- Directed by: Danny Leiner
- Written by: Andy Stock Rick Stempson
- Produced by: Danny Leiner Seann William Scott
- Starring: Seann William Scott; Randy Quaid; A. D. Miles; Brando Eaton; Leonor Varela;
- Cinematography: Rogier Stoffers
- Edited by: Matthew Rohrs
- Music by: John Swihart
- Production company: GreeneStreet Films
- Distributed by: Sony Pictures Home Entertainment
- Release date: January 14, 2009 (United States);
- Running time: 92 minutes
- Country: United States
- Language: English
- Budget: $15 million
- Box office: $10,303

= Balls Out: Gary the Tennis Coach =

Balls Out: Gary the Tennis Coach is a 2009 American sports comedy film directed by Danny Leiner (in his final directorial effort before his death) and starring Seann William Scott and Randy Quaid alongside A. D. Miles, Brando Eaton and Leonor Varela. The film follows Gary "The Beast" Houseman (Scott), a high school janitor and former professional tennis player who begins coaching the high school's tennis team, and marks the second collaboration between Leiner and Scott, following Dude, Where's My Car? (2000). Filming took place primarily in Austin and Taylor, Texas.
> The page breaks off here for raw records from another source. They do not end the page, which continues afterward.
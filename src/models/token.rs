use serde::{Deserialize, Serialize};

fn default_token_type() -> String {
    "Bearer".to_string()
}

/// OAuth token material for an account.
///
/// For local-provider accounts two fields are overloaded, and the persisted
/// shape must round-trip so existing databases keep working: `refresh_token`
/// carries the upstream base URL and `project_id` carries the model
/// identifier. The typed accessors below are the only sanctioned readers of
/// that overloading.
#[derive(Debug, Clone, Serialize, Deserialize)]
pub struct TokenData {
    pub access_token: String,
    pub refresh_token: String,
    #[serde(default)]
    pub expires_in: i64,
    pub expiry_timestamp: i64,
    #[serde(default = "default_token_type")]
    pub token_type: String,
    #[serde(default, skip_serializing_if = "Option::is_none")]
    pub project_id: Option<String>,
    #[serde(default, skip_serializing_if = "Option::is_none")]
    pub session_id: Option<String>,
    #[serde(flatten)]
    pub extra: serde_json::Map<String, serde_json::Value>,
}

impl TokenData {
    pub fn new(access_token: String, refresh_token: String, expires_in: i64) -> Self {
        let now = chrono::Utc::now().timestamp();
        Self {
            access_token,
            refresh_token,
            expires_in,
            expiry_timestamp: now + expires_in,
            token_type: default_token_type(),
            project_id: None,
            session_id: None,
            extra: serde_json::Map::new(),
        }
    }

    pub fn expires_within(&self, secs: i64) -> bool {
        self.expiry_timestamp < chrono::Utc::now().timestamp() + secs
    }

    // Overloaded field: base URL of the local inference server.
    pub fn local_base_url(&self) -> &str {
        &self.refresh_token
    }

    // Overloaded field: model identifier served by the local endpoint.
    pub fn local_model(&self) -> Option<&str> {
        self.project_id.as_deref()
    }
}

#[cfg(test)]
mod tests {
    use super::*;

    #[test]
    fn overloaded_fields_round_trip() {
        let mut token = TokenData::new(String::new(), "http://127.0.0.1:11434/v1".to_string(), 0);
        token.project_id = Some("llama3:8b".to_string());

        let json = serde_json::to_string(&token).unwrap();
        let back: TokenData = serde_json::from_str(&json).unwrap();
        assert_eq!(back.local_base_url(), "http://127.0.0.1:11434/v1");
        assert_eq!(back.local_model(), Some("llama3:8b"));
    }

    #[test]
    fn provider_specific_overflow_survives() {
        let raw = r#"{
            "access_token": "at",
            "refresh_token": "rt",
            "expires_in": 3600,
            "expiry_timestamp": 1700000000,
            "token_type": "Bearer",
            "scope": "cloud-platform",
            "id_token": "jwt"
        }"#;
        let token: TokenData = serde_json::from_str(raw).unwrap();
        assert_eq!(token.extra.get("scope").and_then(|v| v.as_str()), Some("cloud-platform"));
        let out = serde_json::to_value(&token).unwrap();
        assert_eq!(out.get("id_token").and_then(|v| v.as_str()), Some("jwt"));
    }

    #[test]
    fn expiry_window_check() {
        let fresh = TokenData::new("a".into(), "r".into(), 3600);
        assert!(!fresh.expires_within(300));
        assert!(fresh.expires_within(7200));
    }
}
use crate::error::AppError;
use crate::proxy::mappers::gemini::{openai_finish_reason, parse_response, UsageMetadata};
use crate::proxy::mappers::{drain_sse_lines, CacheSink};
use bytes::{Bytes, BytesMut};
use futures::{Stream, StreamExt};
use serde_json::{json, Value};
use std::pin::Pin;
use tracing::warn;

fn chunk_bytes(stream_id: &str, created: i64, model: &str, delta: Value, finish: Option<&str>) -> Bytes {
    let chunk = json!({
        "id": stream_id,
        "object": "chat.completion.chunk",
        "created": created,
        "model": model,
        "choices": [{
            "index": 0,
            "delta": delta,
            "finish_reason": finish
        }]
    });
    Bytes::from(format!("data: {}\n\n", chunk))
}

fn usage_json(usage: Option<&UsageMetadata>) -> Value {
    let (prompt, completion) = usage
        .map(|u| {
            (
                u.prompt_token_count.unwrap_or(0),
                u.candidates_token_count.unwrap_or(0),
            )
        })
        .unwrap_or((0, 0));
    json!({
        "prompt_tokens": prompt,
        "completion_tokens": completion,
        "total_tokens": prompt + completion
    })
}

/// Translate a Gemini SSE byte stream into OpenAI chat-completion chunks:
/// one chunk per upstream text delta, a terminal chunk carrying the finish
/// reason, then the literal `[DONE]` sentinel.
pub fn create_openai_sse_stream(
    mut upstream: Pin<Box<dyn Stream<Item = Result<Bytes, reqwest::Error>> + Send>>,
    model: String,
    cache: Option<CacheSink>,
) -> Pin<Box<dyn Stream<Item = Result<Bytes, AppError>> + Send>> {
    let stream_id = format!("chatcmpl-{}", uuid::Uuid::new_v4());
    let created = chrono::Utc::now().timestamp();

    let stream = async_stream::stream! {
        let mut buffer = BytesMut::new();
        let mut got_data = false;
        let mut sent_role = false;
        let mut used_tool = false;
        let mut collected = String::new();
        let mut finish_reason: Option<String> = None;
        let mut usage: Option<UsageMetadata> = None;

        while let Some(item) = upstream.next().await {
            let bytes = match item {
                Ok(b) => b,
                Err(e) => {
                    if !got_data {
                        yield Err(AppError::EmptyStream);
                        return;
                    }
                    warn!("[W-SSE-UPSTREAM] stream error after data: {}", e);
                    break;
                }
            };
            buffer.extend_from_slice(&bytes);

            for line in drain_sse_lines(&mut buffer) {
                let Some(payload) = line.strip_prefix("data:") else {
                    continue;
                };
                let payload = payload.trim();
                if payload.is_empty() || payload == "[DONE]" {
                    continue;
                }
                let Ok(event) = serde_json::from_str::<Value>(payload) else {
                    warn!("[W-SSE-PARSE] skipping malformed event");
                    continue;
                };

                let parsed = parse_response(&event);
                got_data = true;
                if let Some(f) = &parsed.finish_reason {
                    finish_reason = Some(f.clone());
                }
                if parsed.usage.is_some() {
                    usage = parsed.usage;
                }

                for part in &parsed.parts {
                    if part.function_call.is_some() {
                        used_tool = true;
                        continue;
                    }
                    // Thinking is an Anthropic concept; OpenAI callers only
                    // see realised text.
                    if part.thought.unwrap_or(false) {
                        continue;
                    }
                    if let Some(text) = &part.text {
                        collected.push_str(text);
                        let mut delta = json!({"content": text});
                        if !sent_role {
                            delta["role"] = json!("assistant");
                            sent_role = true;
                        }
                        yield Ok(chunk_bytes(&stream_id, created, &model, delta, None));
                    }
                }
            }
        }

        if !got_data {
            yield Err(AppError::EmptyStream);
            return;
        }

        let final_chunk = json!({
            "id": stream_id,
            "object": "chat.completion.chunk",
            "created": created,
            "model": model,
            "choices": [{
                "index": 0,
                "delta": {},
                "finish_reason": openai_finish_reason(finish_reason.as_deref(), used_tool)
            }],
            "usage": usage_json(usage.as_ref())
        });
        yield Ok(Bytes::from(format!("data: {}\n\n", final_chunk)));
        yield Ok(Bytes::from("data: [DONE]\n\n"));

        if let Some(sink) = cache {
            sink.save(collected);
        }
    };
    Box::pin(stream)
}

/// Cache replay: one chunk with the whole content, a stop chunk, `[DONE]`.
pub fn cached_openai_sse(model: &str, text: &str) -> Vec<Bytes> {
    let stream_id = format!("chatcmpl-{}", uuid::Uuid::new_v4());
    let created = chrono::Utc::now().timestamp();
    vec![
        chunk_bytes(
            &stream_id,
            created,
            model,
            json!({"role": "assistant", "content": text}),
            None,
        ),
        chunk_bytes(&stream_id, created, model, json!({}), Some("stop")),
        Bytes::from("data: [DONE]\n\n"),
    ]
}

#[cfg(test)]
mod tests {
    use super::*;
    use futures::stream;

    fn upstream_of(events: Vec<&str>) -> Pin<Box<dyn Stream<Item = Result<Bytes, reqwest::Error>> + Send>> {
        let items: Vec<Result<Bytes, reqwest::Error>> = events
            .into_iter()
            .map(|e| Ok(Bytes::from(format!("data: {}\n\n", e))))
            .collect();
        Box::pin(stream::iter(items))
    }

    async fn collect_chunks(
        mut s: Pin<Box<dyn Stream<Item = Result<Bytes, AppError>> + Send>>,
    ) -> (Vec<Value>, bool, Vec<AppError>) {
        let mut chunks = Vec::new();
        let mut done = false;
        let mut errors = Vec::new();
        while let Some(item) = s.next().await {
            match item {
                Ok(bytes) => {
                    let text = String::from_utf8(bytes.to_vec()).unwrap();
                    for line in text.lines() {
                        let Some(payload) = line.strip_prefix("data: ") else {
                            continue;
                        };
                        if payload == "[DONE]" {
                            done = true;
                        } else {
                            chunks.push(serde_json::from_str(payload).unwrap());
                        }
                    }
                }
                Err(e) => errors.push(e),
            }
        }
        (chunks, done, errors)
    }

    #[tokio::test]
    async fn text_events_become_chunks_with_done_sentinel() {
        let upstream = upstream_of(vec![
            r#"{"candidates":[{"content":{"parts":[{"text":"Hello"}]}}]}"#,
            r#"{"candidates":[{"content":{"parts":[{"text":" world"}]},"finishReason":"STOP"}],"usageMetadata":{"promptTokenCount":1,"candidatesTokenCount":2}}"#,
        ]);
        let (chunks, done, errors) =
            collect_chunks(create_openai_sse_stream(upstream, "gpt-4".into(), None)).await;
        assert!(errors.is_empty());
        assert!(done);
        assert_eq!(chunks.len(), 3);

        assert_eq!(chunks[0]["object"], "chat.completion.chunk");
        assert_eq!(chunks[0]["choices"][0]["delta"]["role"], "assistant");
        let text: String = chunks[..2]
            .iter()
            .map(|c| c["choices"][0]["delta"]["content"].as_str().unwrap().to_string())
            .collect();
        assert_eq!(text, "Hello world");

        let last = &chunks[2];
        assert_eq!(last["choices"][0]["finish_reason"], "stop");
        assert_eq!(last["usage"]["completion_tokens"], 2);
    }

    #[tokio::test]
    async fn thought_parts_are_suppressed() {
        let upstream = upstream_of(vec![
            r#"{"candidates":[{"content":{"parts":[{"text":"internal","thought":true}]}}]}"#,
            r#"{"candidates":[{"content":{"parts":[{"text":"visible"}]},"finishReason":"STOP"}]}"#,
        ]);
        let (chunks, _, _) =
            collect_chunks(create_openai_sse_stream(upstream, "gpt-4".into(), None)).await;
        let content_chunks: Vec<&Value> = chunks
            .iter()
            .filter(|c| c["choices"][0]["delta"].get("content").is_some())
            .collect();
        assert_eq!(content_chunks.len(), 1);
        assert_eq!(content_chunks[0]["choices"][0]["delta"]["content"], "visible");
    }

    #[tokio::test]
    async fn empty_upstream_is_empty_stream_error() {
        let upstream = upstream_of(vec![]);
        let (chunks, done, errors) =
            collect_chunks(create_openai_sse_stream(upstream, "gpt-4".into(), None)).await;
        assert!(chunks.is_empty());
        assert!(!done);
        assert_eq!(errors.len(), 1);
        assert!(matches!(errors[0], AppError::EmptyStream));
    }

    #[tokio::test]
    async fn max_tokens_maps_to_length() {
        let upstream = upstream_of(vec![
            r#"{"candidates":[{"content":{"parts":[{"text":"cut"}]},"finishReason":"MAX_TOKENS"}]}"#,
        ]);
        let (chunks, _, _) =
            collect_chunks(create_openai_sse_stream(upstream, "gpt-4".into(), None)).await;
        assert_eq!(chunks.last().unwrap()["choices"][0]["finish_reason"], "length");
    }

    #[tokio::test]
    async fn cached_replay_has_full_content_and_done() {
        let chunks = cached_openai_sse("gpt-4", "cached answer");
        let stream: Pin<Box<dyn Stream<Item = Result<Bytes, AppError>> + Send>> =
            Box::pin(stream::iter(chunks.into_iter().map(Ok)));
        let (parsed, done, _) = collect_chunks(stream).await;
        assert!(done);
        assert_eq!(parsed[0]["choices"][0]["delta"]["content"], "cached answer");
        assert_eq!(parsed[1]["choices"][0]["finish_reason"], "stop");
    }
}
Balls Out was released direct-to-video in the United States on January 14, 2009. The film received a limited theatrical release in Iceland on July 15, 2009.

==Cast==
- Seann William Scott as Gary "The Beast" Houseman
- Randy Quaid as Coach Lew Tuttle
- Brando Eaton as Mike Jensen
- Emilee Wallace as Jenny Tuttle
- A.D. Miles as Steve Pimble
- Leonor Varela as Norma Sanchez
- Daniel Ross as Jeffery Vanier
- Tim Williams as Dickhead Daubert
- Ryan Simpkins as Amy Daubert
- Conor Donovan as Burke Nibbons
- Allen Evangelista as Maricar Magwill
- Justin Chon as Joe Chang
- Vincent Coleman Taylor as Kevin Jones (as Vincent Taylor)
- Bryan Mitchell as Randy King
- Remington Dewan as Paul the Videographer
- Meredith Eaton as Mrs. Tuttle
- Joseph Dwyer as Tommy Tremble
- Sterling Knight as Opposing Team Tennis Player (uncredited)
- Deke Anderson as Gil Houseman

==Production==
In April 2006, it was announced that Seann William Scott would be producing and starring in an independent comedy film titled Gary the Tennis Coach.

The screenplay, written by Andy Stock and Rick Stempson, won the 2005 BlueCat Screenplay Competition. The screenplay under the title "Gary the Tennis Coach" was featured on the 2005 Black List script survey. The film is set in Lincoln, Nebraska, but was filmed mostly in Austin, Texas, and various locations around the city. The writers are both Lincoln East High School graduates. During post-production, the film's title was changed to Balls Out: Gary the Tennis Coach.

== Release ==
Balls Out was released direct-to-video by Sony Pictures Home Entertainment on January 14, 2009.